For several years I’d chatted about the possibility of organising a scratch band for Whit Friday with Mark Frost, Danny Marsden and Andy Greenwood whilst playing in the pit at Wicked in London’s West End. In 2014, we decided we were finally going to do it. By coincidence, I bumped in to trombonist Jon Stokes (whom I know from John Wilson Orchestra) across the road at London Victoria station, and he told me he was also planning a Whit Friday band with some friends out of the eight-piece Bad Ass Brass and the London contesting band Zone One. So, we already had a reasonably large network of people we could start with to form a band.
The eight-piece Bad Ass Brass also had a gig at Dobcross Band Club the day after Whit Friday in our first year, so it was a case of bolting everyone else on around them. For example, Gemma, one of their two saxophone players, was a percussionist with us that year on the street march. We didn’t manage a full band, but we did recruit some very good players that first time out and had some top-ten finishes, which we were delighted with.

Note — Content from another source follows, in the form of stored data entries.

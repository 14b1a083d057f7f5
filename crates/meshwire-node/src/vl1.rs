//! The VL1 ingress pipeline.
//!
//! [`Vl1::on_remote_packet`] is the single entry point for raw datagrams. It
//! classifies fragments versus heads, drives the defragmenter, applies the
//! cipher suite, decompresses flagged payloads, and dispatches by verb:
//! transport verbs locally, virtual Ethernet verbs to the VL2 collaborator.
//! It may be called concurrently from any number of I/O workers; nothing in
//! the pipeline blocks or suspends.
//!
//! A corrupt packet must never take the node down: every per-packet failure
//! is a traced drop, and a catch-all boundary converts anything unexpected
//! into an `unexpected_error` trace.

use crate::armor::{armor, dearmor_salsa2012, verify_poly1305_none, ArmorError, CipherSuite};
use crate::path::Path;
use crate::peer::{Peer, RemoteVersion};
use crate::runtime::RuntimeEnv;
use crate::tracer::DropReason;
use crate::whois::WhoisQueue;
use meshwire_crypto::{hmac_sha384, kbkdf_hmac_sha384, secure_eq, Identity, HMAC_SHA384_LENGTH, KDF_LABEL_HELLO_HMAC};
use meshwire_proto::wire::IDX_VERB;
use meshwire_proto::{
    next_packet_id, write_header, Assembled, Buf, Defragmenter, FragmentHeader, PacketHeader,
    Slice, SliceVector, Verb, ADDRESS_LENGTH, FRAGMENT_HEADER_SIZE, FRAGMENT_INDICATOR,
    FRAGMENT_INDICATOR_INDEX, HEADER_SIZE, MAX_INCOMING_FRAGMENTS_PER_PATH, MAX_PACKET_LENGTH,
    MIN_FRAGMENT_LENGTH, MIN_PACKET_LENGTH, PAYLOAD_START, VERB_FLAG_COMPRESSED,
};
use std::net::SocketAddr;
use std::panic::{catch_unwind, AssertUnwindSafe};
use std::sync::Arc;

/// Protocol version we speak and advertise.
pub const PROTOCOL_VERSION: u8 = 11;

/// Oldest protocol version we accept a HELLO from.
pub const PROTOCOL_VERSION_MIN: u8 = 8;

/// Protocol version from which the HELLO/OK HMAC layer is mandatory.
pub const PROTOCOL_VERSION_HMAC_REQUIRED: u8 = 11;

pub const VERSION_MAJOR: u8 = 0;
pub const VERSION_MINOR: u8 = 1;
pub const VERSION_REVISION: u16 = 0;

/// Size of the OK header: packet header plus in-re verb and in-re packet id.
pub const OK_HEADER_LENGTH: usize = HEADER_SIZE + 1 + 8;

/// Size of the ERROR header: OK header plus the error code byte.
pub const ERROR_HEADER_LENGTH: usize = OK_HEADER_LENGTH + 1;

pub(crate) type PathKey = (i64, SocketAddr);

enum DecompressError {
    PoolExhausted,
    Invalid,
}

/// The ingress pipeline. One instance per node; shared across I/O workers.
pub struct Vl1 {
    pub(crate) env: Arc<RuntimeEnv>,
    defrag: Defragmenter<PathKey>,
    pub(crate) whois: WhoisQueue,
}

Once we were up and running, it wasn’t too difficult to organise logistically in the years following as we had a system in place, but it’s never easy assembling personnel. That said, we have managed it every year since, with many returning year on year saying it’s their favourite night of the year!

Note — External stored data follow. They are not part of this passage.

//! The HELLO exchange: how an unknown sender becomes a known peer.
//!
//! HELLO is the only verb accepted from a sender we cannot yet authenticate,
//! so it carries its own proof chain: the embedded identity must match the
//! source address, the Poly1305 MAC is re-verified under the key derived from
//! that identity, and modern peers must additionally pass an HMAC-SHA-384
//! keyed by a KBKDF of the pairwise key. Only after all of that does the
//! expensive first-contact identity validation run, behind a per-address rate
//! gate. Admission ends with an armored OK reply and a drain of any packets
//! that were parked waiting for this sender's identity.
//!
//! Body layout after the packet header: protocol version (1), major (1),
//! minor (1), revision (2), timestamp (8), identity, surface endpoint, then
//! an optional Salsa20/12-encrypted trailer of `u16` legacy length, `u16`
//! dictionary length + dictionary, `u16` additional-field length, and a
//! 48-byte HMAC.

use crate::armor::{armor, verify_poly1305_none, CipherSuite};
use crate::path::Path;
use crate::peer::{Peer, RemoteVersion};
use crate::tracer::DropReason;
use crate::vl1::{
    Vl1, OK_HEADER_LENGTH, PROTOCOL_VERSION, PROTOCOL_VERSION_HMAC_REQUIRED, PROTOCOL_VERSION_MIN,
    VERSION_MAJOR, VERSION_MINOR, VERSION_REVISION,
};
use meshwire_crypto::{
    crypt_section, hmac_sha384, kbkdf_hmac_sha384, secure_eq, Identity, SymmetricKey,
    HMAC_SHA384_LENGTH, KDF_LABEL_HELLO_HMAC,
};
use meshwire_proto::{
    decode_endpoint, encode_endpoint, next_packet_id, write_header, Address, Dictionary,
    PacketHeader, Slice, Verb, ENCRYPTED_SECTION_START, HEADER_SIZE, MAX_PACKET_LENGTH,
};
use std::net::SocketAddr;
use std::sync::Arc;

/// Fixed-size HELLO prefix: packet header plus version fields and timestamp.
pub const HELLO_FIXED_LENGTH: usize = HEADER_SIZE + 1 + 1 + 1 + 2 + 8;

fn read_u16(data: &[u8], at: usize) -> Option<u16> {
    let bytes = data.get(at..at + 2)?;
    Some(u16::from_be_bytes([bytes[0], bytes[1]]))
}

/// IV for the HELLO trailer: the packet's first eight bytes with the low
/// three bits of the last one cleared.
fn trailer_iv(packet: &[u8]) -> [u8; 8] {
    let mut iv = [0u8; 8];
    iv.copy_from_slice(&packet[..8]);
    iv[7] &= 0xf8;
    iv
}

We obviously only get to rehearse for a very short time, usually for about an hour in the hotel car park of where we’re staying, and we do both pieces. Amazingly no one nearby has ever complained. One year, we shared our hotel with another band and both bands were rehearsing at the same time with a coach acting as a makeshift sound barrier. It actually worked ok.
This year’s rehearsal was in glorious sunshine and some elderly residents from the sheltered housing accommodation next door came to listen, along with some hotel staff, with all of them applauding as we finished.

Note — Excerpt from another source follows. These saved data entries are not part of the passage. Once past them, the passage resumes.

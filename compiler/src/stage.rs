// stage.rs — Stage metadata consulted by the splitting passes.
//
// A read-only mapping from stage name to scheduling metadata. The splitting
// passes only test the `is_async` flag; the rest of the schedule lives with
// the scheduler. Lookup is allowed to fail — a `Realize` naming an unknown
// stage is an internal-invariant violation reported by the pass.

use std::collections::HashMap;

/// Scheduling metadata for one pipeline stage.
#[derive(Debug, Clone, PartialEq, Eq)]
pub struct StageInfo {
    pub name: String,
    /// Producer and consumer halves run as parallel tasks when set.
    pub is_async: bool,
}

impl StageInfo {
    pub fn synchronous(name: impl Into<String>) -> StageInfo {
        StageInfo {
            name: name.into(),
            is_async: false,
        }
    }

    pub fn asynchronous(name: impl Into<String>) -> StageInfo {
        StageInfo {
            name: name.into(),
            is_async: true,
        }
    }
}

/// Read-only stage environment keyed by stage name.
#[derive(Debug, Default, Clone)]
pub struct StageEnv {
    stages: HashMap<String, StageInfo>,
}

impl StageEnv {
    pub fn new() -> Self {
        Self::default()
    }

    pub fn insert(&mut self, info: StageInfo) {
        self.stages.insert(info.name.clone(), info);
    }

    pub fn lookup(&self, name: &str) -> Option<&StageInfo> {
        self.stages.get(name)
    }

    pub fn len(&self) -> usize {
        self.stages.len()
    }

    pub fn is_empty(&self) -> bool {
        self.stages.is_empty()
    }
}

There’s usually a small handful of professional musicians in our ranks, although these are commercial and jazz players, rather than experts in how to play a quickstep contest march. That said, they’ve usually played in bands when they were younger and some may have even done Whit Friday as kids. Occasionally, some have never played in a brass band before so it’s really nice to introduce them to the banding world. One colleague came two years running and brought his retired parents with him the second year because he loved it so much. I should point out that the rest of the band have a pretty good banding pedigree, to say the least.
Our aim is to have fun whilst treating the event with the respect this tradition deserves. Sure, we like to make an entrance alright for our jazzy stuff but for the next five or six serious minutes we’re the same as any other band.
Once we’ve covered our travel costs (which have rocketed post-pandemic, have they not?) we can usually donate any prize money we may win to youth music projects, including youth brass bands. In 2022, we got to hear one those youth bands, the Mossley Hollins High School Band, march off before us at Lydgate. The school’s Head of Music and band’s musical director, Steve Beardmore, was able to thank us in person and we had a nice chat about their band which has been going for over fifty years. I’m guessing that most – if not all – in our band would be of the age where instruments and tuition in school were freely available. It’s certainly not the case in most places these days so it’s nice to be able to help in our small way.
It’s great that more and more venues are now including scratch band prizes. It gives us something – and somewhere – to aim for, otherwise it’s just the open section, although we actually topped one of those this year at Uppermill, which was truly amazing. I always thought that, in the right circumstances, this was certainly possible, but the odds really are stacked against you as a scratch band. In the end, our win was by quite a large points margin.
I’d love to do a concert with this band, probably tied in to Whit Friday, by playing somewhere the day before or after. There’s potentially some really interesting material we could do. I think the banding world would certainly find it entertaining.